[THE PROBLEM]
Give again, word for word, every line in the entries below from the line with "manager.add_node(node.clone()).then_some(node)" up to and including the line with "let node = handle_event(&manager, &bonded(8001)).unwrap();", and no other line.

[SOURCE RECORDS]
== Segment start ==

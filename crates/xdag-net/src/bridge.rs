//! Feeds bonded discovery peers into the connection scheduler.

use crate::manager::NodeManager;
use crate::netdb::NetDb;
use crate::node::NodeRecord;
use std::sync::Arc;
use tokio::sync::mpsc;
use tokio::task::JoinHandle;
use tracing::{debug, trace};
use xdag_discovery::DiscoveryEvent;

/// Consumes discovery events and queues bonded peers for dialing.
pub struct DiscoveryBridge {
    manager: Arc<NodeManager>,
    events: mpsc::Receiver<DiscoveryEvent>,
}

impl DiscoveryBridge {
    /// Bridge `events` into `manager`.
    #[must_use]
    pub fn new(manager: Arc<NodeManager>, events: mpsc::Receiver<DiscoveryEvent>) -> Self {
        Self { manager, events }
    }

    /// Run until the event channel closes.
    pub async fn run(mut self) {
        while let Some(event) = self.events.recv().await {
            handle_event(&self.manager, &event);
        }
        debug!("Discovery event channel closed");
    }

    /// Run on a new task.
    pub fn spawn(self) -> JoinHandle<()> {
        tokio::spawn(self.run())
    }
}

/// Apply one event. Returns the node queued, if any.
///
/// Peers that advertise no TCP port cannot be dialed and are ignored.
pub fn handle_event(manager: &NodeManager, event: &DiscoveryEvent) -> Option<NodeRecord> {
    match event {
        DiscoveryEvent::PeerBonded { peer, .. } => {
            let endpoint = peer.endpoint();
            let Some(addr) = endpoint.tcp_addr() else {
                trace!(%endpoint, "Bonded peer has no TCP port");
                return None;
            };
            manager.address_book().merge_gossip(&NetDb::from_iter([addr]));
            let node = NodeRecord::from(addr);
            manager.add_node(node.clone()).then_some(node)
        }
        DiscoveryEvent::PeerDropped { peer, .. } => {
            trace!(endpoint = %peer.endpoint(), "Discovery dropped peer");
            None
        }
    }
}

#[cfg(test)]
mod tests {
    use super::*;
    use crate::address_book::AddressBook;
    use crate::channel::{ActiveChannels, Dialer};
    use crate::config::NetConfig;
    use std::net::SocketAddr;
    use xdag_discovery::{DiscoveryPeer, Endpoint, PeerId};

    struct NoopDialer;

    impl Dialer for NoopDialer {
        fn dial(&self, _node: NodeRecord) {}
    }

    fn manager() -> Arc<NodeManager> {
        Arc::new(NodeManager::new(
            NetConfig::default(),
            NodeRecord::from("127.0.0.1:8001".parse::<SocketAddr>().unwrap()),
            Arc::new(AddressBook::new(Vec::new(), None, None)),
            Arc::new(ActiveChannels::new()),
            Arc::new(NoopDialer),
        ))
    }

    fn bonded(tcp_port: u16) -> DiscoveryEvent {
        DiscoveryEvent::PeerBonded {
            peer: Arc::new(DiscoveryPeer::new(
                PeerId::random(),
                Endpoint::new("10.0.0.9".parse().unwrap(), 30303, tcp_port),
                0,
            )),
            timestamp: 0,
        }
    }

    #[test]
    fn test_bonded_peer_queued_and_merged() {
        let manager = manager();
        let node = handle_event(&manager, &bonded(8001)).unwrap();
        assert_eq!(node.address(), "10.0.0.9:8001".parse::<SocketAddr>().unwrap());
        assert_eq!(manager.queue_size(), 1);
        assert!(manager.address_book().netdb().contains(&node.address()));

        // Already queued
        assert!(handle_event(&manager, &bonded(8001)).is_none());
        assert_eq!(manager.queue_size(), 1);
    }

    #[test]
    fn test_peer_without_tcp_ignored() {
        let manager = manager();
        assert!(handle_event(&manager, &bonded(0)).is_none());
        assert_eq!(manager.queue_size(), 0);
        assert!(manager.address_book().netdb().is_empty());
    }

    #[tokio::test]
    async fn test_run_drains_channel() {
        let manager = manager();
        let (tx, rx) = mpsc::channel(8);
        let handle = DiscoveryBridge::new(manager.clone(), rx).spawn();

        tx.send(bonded(8001)).await.unwrap();
        tx.send(bonded(8002)).await.unwrap();
        drop(tx);
        handle.await.unwrap();

        assert_eq!(manager.queue_size(), 2);
    }
}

== Segment end ==

[PROBLEM SOLUTION]
            manager.add_node(node.clone()).then_some(node)
        }
        DiscoveryEvent::PeerDropped { peer, .. } => {
            trace!(endpoint = %peer.endpoint(), "Discovery dropped peer");
            None
        }
    }
}

#[cfg(test)]
mod tests {
    use super::*;
    use crate::address_book::AddressBook;
    use crate::channel::{ActiveChannels, Dialer};
    use crate::config::NetConfig;
    use std::net::SocketAddr;
    use xdag_discovery::{DiscoveryPeer, Endpoint, PeerId};

    struct NoopDialer;

    impl Dialer for NoopDialer {
        fn dial(&self, _node: NodeRecord) {}
    }

    fn manager() -> Arc<NodeManager> {
        Arc::new(NodeManager::new(
            NetConfig::default(),
            NodeRecord::from("127.0.0.1:8001".parse::<SocketAddr>().unwrap()),
            Arc::new(AddressBook::new(Vec::new(), None, None)),
            Arc::new(ActiveChannels::new()),
            Arc::new(NoopDialer),
        ))
    }

    fn bonded(tcp_port: u16) -> DiscoveryEvent {
        DiscoveryEvent::PeerBonded {
            peer: Arc::new(DiscoveryPeer::new(
                PeerId::random(),
                Endpoint::new("10.0.0.9".parse().unwrap(), 30303, tcp_port),
                0,
            )),
            timestamp: 0,
        }
    }

    #[test]
    fn test_bonded_peer_queued_and_merged() {
        let manager = manager();
        let node = handle_event(&manager, &bonded(8001)).unwrap();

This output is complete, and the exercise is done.